(Collection entries)
-=-=-=-=-
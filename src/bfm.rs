//! Bus functional model of the TinyALU.
//!
//! The BFM is the only component touching the device's signals. Stimulus enters through a
//! single slot mailbox that the driver task empties into the start/done handshake. Two
//! monitor tasks independently rebuild the issued commands and the produced results from
//! the signals and publish them on unbounded channels.

use futures::future::poll_fn;
use futures_channel::mpsc::{self, Receiver, Sender, UnboundedReceiver, UnboundedSender};

use crate::ops::{Command, Operation};
use crate::prelude::*;
use crate::runner::spawn_checked;

/// Commands that can be in flight between `send_op` returning and the result of the
/// preceding command being observable: one in the mailbox, one in the handshake.
pub const PIPELINE_DEPTH: usize = 2;

#[derive(Clone)]
pub struct AluBfm {
    clk: SimObject,
    reset_n: SimObject,
    a: SimObject,
    b: SimObject,
    op: SimObject,
    start: SimObject,
    done: SimObject,
    result: SimObject,
    reset_cycles: u32,
    state: TbObj<BfmState>,
}

struct BfmState {
    started: bool,
    stim_tx: Option<Sender<Command>>,
    stim_rx: Option<Receiver<Command>>,
    cmd_tx: Option<UnboundedSender<Command>>,
    cmd_rx: Option<UnboundedReceiver<Command>>,
    result_tx: Option<UnboundedSender<u16>>,
    result_rx: Option<UnboundedReceiver<u16>>,
}

impl AluBfm {
    pub fn new(dut: SimObject, reset_cycles: u32) -> TbResult<Self> {
        // buffer 0 plus the sender's own slot: one command waits while one is driven
        let (stim_tx, stim_rx) = mpsc::channel(0);
        let (cmd_tx, cmd_rx) = mpsc::unbounded();
        let (result_tx, result_rx) = mpsc::unbounded();
        Ok(Self {
            clk: dut.c("clk")?,
            reset_n: dut.c("reset_n")?,
            a: dut.c("A")?,
            b: dut.c("B")?,
            op: dut.c("op")?,
            start: dut.c("start")?,
            done: dut.c("done")?,
            result: dut.c("result")?,
            reset_cycles,
            state: TbObj::new(BfmState {
                started: false,
                stim_tx: Some(stim_tx),
                stim_rx: Some(stim_rx),
                cmd_tx: Some(cmd_tx),
                cmd_rx: Some(cmd_rx),
                result_tx: Some(result_tx),
                result_rx: Some(result_rx),
            }),
        })
    }

    pub fn clk(&self) -> SimObject {
        self.clk
    }

    pub fn tasks_started(&self) -> bool {
        self.state.get().started
    }

    /// Holds the device in reset. Only valid before [`AluBfm::start_tasks`].
    pub async fn reset(&self) -> TbResult {
        if self.tasks_started() {
            return Err(TbError::ResetAfterStart);
        }
        self.clk.falling_edge().await?;
        self.reset_n.set_u32(0)?;
        self.a.set_u32(0)?;
        self.b.set_u32(0)?;
        self.op.set_u32(0)?;
        self.start.set_u32(0)?;
        utils::falling_edges(self.clk, self.reset_cycles.max(1)).await?;
        self.reset_n.set_u32(1)?;
        self.clk.falling_edge().await?;
        SIM_IF.log("TinyALU reset done");
        Ok(())
    }

    /// Starts the driver and both monitors. They run until the test is torn down.
    pub fn start_tasks(&self) -> TbResult {
        let (stim_rx, cmd_tx, result_tx) = self.state.with_mut(|s| {
            if s.started {
                return Err(TbError::TasksAlreadyStarted);
            }
            s.started = true;
            match (s.stim_rx.take(), s.cmd_tx.take(), s.result_tx.take()) {
                (Some(stim_rx), Some(cmd_tx), Some(result_tx)) => Ok((stim_rx, cmd_tx, result_tx)),
                _ => Err(TbError::TasksAlreadyStarted),
            }
        })?;
        spawn_checked("tinyalu_driver", self.clone().driver_bfm(stim_rx));
        spawn_checked("tinyalu_cmd_mon", self.clone().cmd_mon_bfm(cmd_tx));
        spawn_checked("tinyalu_result_mon", self.clone().result_mon_bfm(result_tx));
        Ok(())
    }

    /// Queues one command for the driver. Returns once the mailbox took it, which is when
    /// the driver has accepted the previous command into the handshake.
    ///
    /// There is a single producer: while one call waits for the mailbox, a second
    /// concurrent call fails with [`TbError::ConcurrentSend`].
    pub async fn send_op(&self, a: u8, b: u8, op: Operation) -> TbResult {
        let mut tx = self.state.with_mut(|s| {
            if !s.started {
                return Err(TbError::TasksNotStarted);
            }
            // the sender is put back below
            s.stim_tx.take().ok_or(TbError::ConcurrentSend)
        })?;
        let cmd = Command::new(a, b, op);
        let ready = poll_fn(|cx| tx.poll_ready(cx)).await;
        let sent = ready.and_then(|()| tx.start_send(cmd));
        self.state.with_mut(|s| s.stim_tx = Some(tx));
        sent.map_err(|_| TbError::ChannelClosed("stimulus"))
    }

    pub fn take_cmd_receiver(&self) -> TbResult<UnboundedReceiver<Command>> {
        self.state
            .with_mut(|s| s.cmd_rx.take())
            .ok_or(TbError::ChannelTaken("command"))
    }

    pub fn take_result_receiver(&self) -> TbResult<UnboundedReceiver<u16>> {
        self.state
            .with_mut(|s| s.result_rx.take())
            .ok_or(TbError::ChannelTaken("result"))
    }

    async fn driver_bfm(self, mut stim_rx: Receiver<Command>) -> TbResult {
        self.start.set_u32(0)?;
        self.a.set_u32(0)?;
        self.b.set_u32(0)?;
        self.op.set_u32(0)?;
        loop {
            self.clk.falling_edge().await?;
            let st = self.start.u32()?;
            let dn = self.done.u32()?;
            if st == 0 && dn == 0 {
                match stim_rx.try_next() {
                    Ok(Some(cmd)) => {
                        self.a.set_u32(u32::from(cmd.a))?;
                        self.b.set_u32(u32::from(cmd.b))?;
                        self.op.set_u32(cmd.op.opcode())?;
                        self.start.set_u32(1)?;
                    }
                    // all senders gone, no more stimulus
                    Ok(None) => return Ok(()),
                    // mailbox empty
                    Err(_) => {}
                }
            } else if st == 1 && dn == 1 {
                self.start.set_u32(0)?;
            }
        }
    }

    async fn cmd_mon_bfm(self, cmd_tx: UnboundedSender<Command>) -> TbResult {
        let mut prev_start = 0;
        loop {
            self.clk.falling_edge().await?;
            let st = self.start.u32()?;
            if st == 1 && prev_start == 0 {
                let opcode = self.op.u32()?;
                let op = Operation::from_opcode(opcode).ok_or(TbError::UnknownOpcode(opcode))?;
                let cmd = Command::new(self.a.u32()? as u8, self.b.u32()? as u8, op);
                cmd_tx
                    .unbounded_send(cmd)
                    .map_err(|_| TbError::ChannelClosed("command"))?;
            }
            prev_start = st;
        }
    }

    async fn result_mon_bfm(self, result_tx: UnboundedSender<u16>) -> TbResult {
        let mut prev_done = 0;
        loop {
            self.clk.falling_edge().await?;
            let dn = self.done.u32()?;
            if dn == 1 && prev_done == 0 {
                let result = self.result.u32()? as u16;
                result_tx
                    .unbounded_send(result)
                    .map_err(|_| TbError::ChannelClosed("result"))?;
            }
            prev_done = dn;
        }
    }
}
-=-=-=-=-
Word for word, write out each of the records shown above.

filename src/bfm.rs
//! Bus functional model of the TinyALU.
//!
//! The BFM is the only component touching the device's signals. Stimulus enters through a
//! single slot mailbox that the driver task empties into the start/done handshake. Two
//! monitor tasks independently rebuild the issued commands and the produced results from
//! the signals and publish them on unbounded channels.

use futures::future::poll_fn;
use futures_channel::mpsc::{self, Receiver, Sender, UnboundedReceiver, UnboundedSender};

use crate::ops::{Command, Operation};
use crate::prelude::*;
use crate::runner::spawn_checked;

/// Commands that can be in flight between `send_op` returning and the result of the
/// preceding command being observable: one in the mailbox, one in the handshake.
pub const PIPELINE_DEPTH: usize = 2;

#[derive(Clone)]
pub struct AluBfm {
    clk: SimObject,
    reset_n: SimObject,
    a: SimObject,
    b: SimObject,
    op: SimObject,
    start: SimObject,
    done: SimObject,
    result: SimObject,
    reset_cycles: u32,
    state: TbObj<BfmState>,
}

struct BfmState {
    started: bool,
    stim_tx: Option<Sender<Command>>,
    stim_rx: Option<Receiver<Command>>,
    cmd_tx: Option<UnboundedSender<Command>>,
    cmd_rx: Option<UnboundedReceiver<Command>>,
    result_tx: Option<UnboundedSender<u16>>,
    result_rx: Option<UnboundedReceiver<u16>>,
}

impl AluBfm {
    pub fn new(dut: SimObject, reset_cycles: u32) -> TbResult<Self> {
        // buffer 0 plus the sender's own slot: one command waits while one is driven
        let (stim_tx, stim_rx) = mpsc::channel(0);
        let (cmd_tx, cmd_rx) = mpsc::unbounded();
        let (result_tx, result_rx) = mpsc::unbounded();
        Ok(Self {
            clk: dut.c("clk")?,
            reset_n: dut.c("reset_n")?,
            a: dut.c("A")?,
            b: dut.c("B")?,
            op: dut.c("op")?,
            start: dut.c("start")?,
            done: dut.c("done")?,
            result: dut.c("result")?,
            reset_cycles,
            state: TbObj::new(BfmState {
                started: false,
                stim_tx: Some(stim_tx),
                stim_rx: Some(stim_rx),
                cmd_tx: Some(cmd_tx),
                cmd_rx: Some(cmd_rx),
                result_tx: Some(result_tx),
                result_rx: Some(result_rx),
            }),
        })
    }

    pub fn clk(&self) -> SimObject {
        self.clk
    }

    pub fn tasks_started(&self) -> bool {
        self.state.get().started
    }

    /// Holds the device in reset. Only valid before [`AluBfm::start_tasks`].
    pub async fn reset(&self) -> TbResult {
        if self.tasks_started() {
            return Err(TbError::ResetAfterStart);
        }
        self.clk.falling_edge().await?;
        self.reset_n.set_u32(0)?;
        self.a.set_u32(0)?;
        self.b.set_u32(0)?;
        self.op.set_u32(0)?;
        self.start.set_u32(0)?;
        utils::falling_edges(self.clk, self.reset_cycles.max(1)).await?;
        self.reset_n.set_u32(1)?;
        self.clk.falling_edge().await?;
        SIM_IF.log("TinyALU reset done");
        Ok(())
    }

    /// Starts the driver and both monitors. They run until the test is torn down.
    pub fn start_tasks(&self) -> TbResult {
        let (stim_rx, cmd_tx, result_tx) = self.state.with_mut(|s| {
            if s.started {
                return Err(TbError::TasksAlreadyStarted);
            }
            s.started = true;
            match (s.stim_rx.take(), s.cmd_tx.take(), s.result_tx.take()) {
                (Some(stim_rx), Some(cmd_tx), Some(result_tx)) => Ok((stim_rx, cmd_tx, result_tx)),
                _ => Err(TbError::TasksAlreadyStarted),
            }
        })?;
        spawn_checked("tinyalu_driver", self.clone().driver_bfm(stim_rx));
        spawn_checked("tinyalu_cmd_mon", self.clone().cmd_mon_bfm(cmd_tx));
        spawn_checked("tinyalu_result_mon", self.clone().result_mon_bfm(result_tx));
        Ok(())
    }

    /// Queues one command for the driver. Returns once the mailbox took it, which is when
    /// the driver has accepted the previous command into the handshake.
    ///
    /// There is a single producer: while one call waits for the mailbox, a second
    /// concurrent call fails with [`TbError::ConcurrentSend`].
    pub async fn send_op(&self, a: u8, b: u8, op: Operation) -> TbResult {
        let mut tx = self.state.with_mut(|s| {
            if !s.started {
                return Err(TbError::TasksNotStarted);
            }
            // the sender is put back below
            s.stim_tx.take().ok_or(TbError::ConcurrentSend)
        })?;
        let cmd = Command::new(a, b, op);
        let ready = poll_fn(|cx| tx.poll_ready(cx)).await;
        let sent = ready.and_then(|()| tx.start_send(cmd));
        self.state.with_mut(|s| s.stim_tx = Some(tx));
        sent.map_err(|_| TbError::ChannelClosed("stimulus"))
    }

    pub fn take_cmd_receiver(&self) -> TbResult<UnboundedReceiver<Command>> {
        self.state
            .with_mut(|s| s.cmd_rx.take())
            .ok_or(TbError::ChannelTaken("command"))
    }

    pub fn take_result_receiver(&self) -> TbResult<UnboundedReceiver<u16>> {
        self.state
            .with_mut(|s| s.result_rx.take())
            .ok_or(TbError::ChannelTaken("result"))
    }

    async fn driver_bfm(self, mut stim_rx: Receiver<Command>) -> TbResult {
        self.start.set_u32(0)?;
        self.a.set_u32(0)?;
        self.b.set_u32(0)?;
        self.op.set_u32(0)?;
        loop {
            self.clk.falling_edge().await?;
            let st = self.start.u32()?;
            let dn = self.done.u32()?;
            if st == 0 && dn == 0 {
                match stim_rx.try_next() {
                    Ok(Some(cmd)) => {
                        self.a.set_u32(u32::from(cmd.a))?;
                        self.b.set_u32(u32::from(cmd.b))?;
                        self.op.set_u32(cmd.op.opcode())?;
                        self.start.set_u32(1)?;
                    }
                    // all senders gone, no more stimulus
                    Ok(None) => return Ok(()),
                    // mailbox empty
                    Err(_) => {}
                }
            } else if st == 1 && dn == 1 {
                self.start.set_u32(0)?;
            }
        }
    }

    async fn cmd_mon_bfm(self, cmd_tx: UnboundedSender<Command>) -> TbResult {
        let mut prev_start = 0;
        loop {
            self.clk.falling_edge().await?;
            let st = self.start.u32()?;
            if st == 1 && prev_start == 0 {
                let opcode = self.op.u32()?;
                let op = Operation::from_opcode(opcode).ok_or(TbError::UnknownOpcode(opcode))?;
                let cmd = Command::new(self.a.u32()? as u8, self.b.u32()? as u8, op);
                cmd_tx
                    .unbounded_send(cmd)
                    .map_err(|_| TbError::ChannelClosed("command"))?;
            }
            prev_start = st;
        }
    }

    async fn result_mon_bfm(self, result_tx: UnboundedSender<u16>) -> TbResult {
        let mut prev_done = 0;
        loop {
            self.clk.falling_edge().await?;
            let dn = self.done.u32()?;
            if dn == 1 && prev_done == 0 {
                let result = self.result.u32()? as u16;
                result_tx
                    .unbounded_send(result)
                    .map_err(|_| TbError::ChannelClosed("result"))?;
            }
            prev_done = dn;
        }
    }
}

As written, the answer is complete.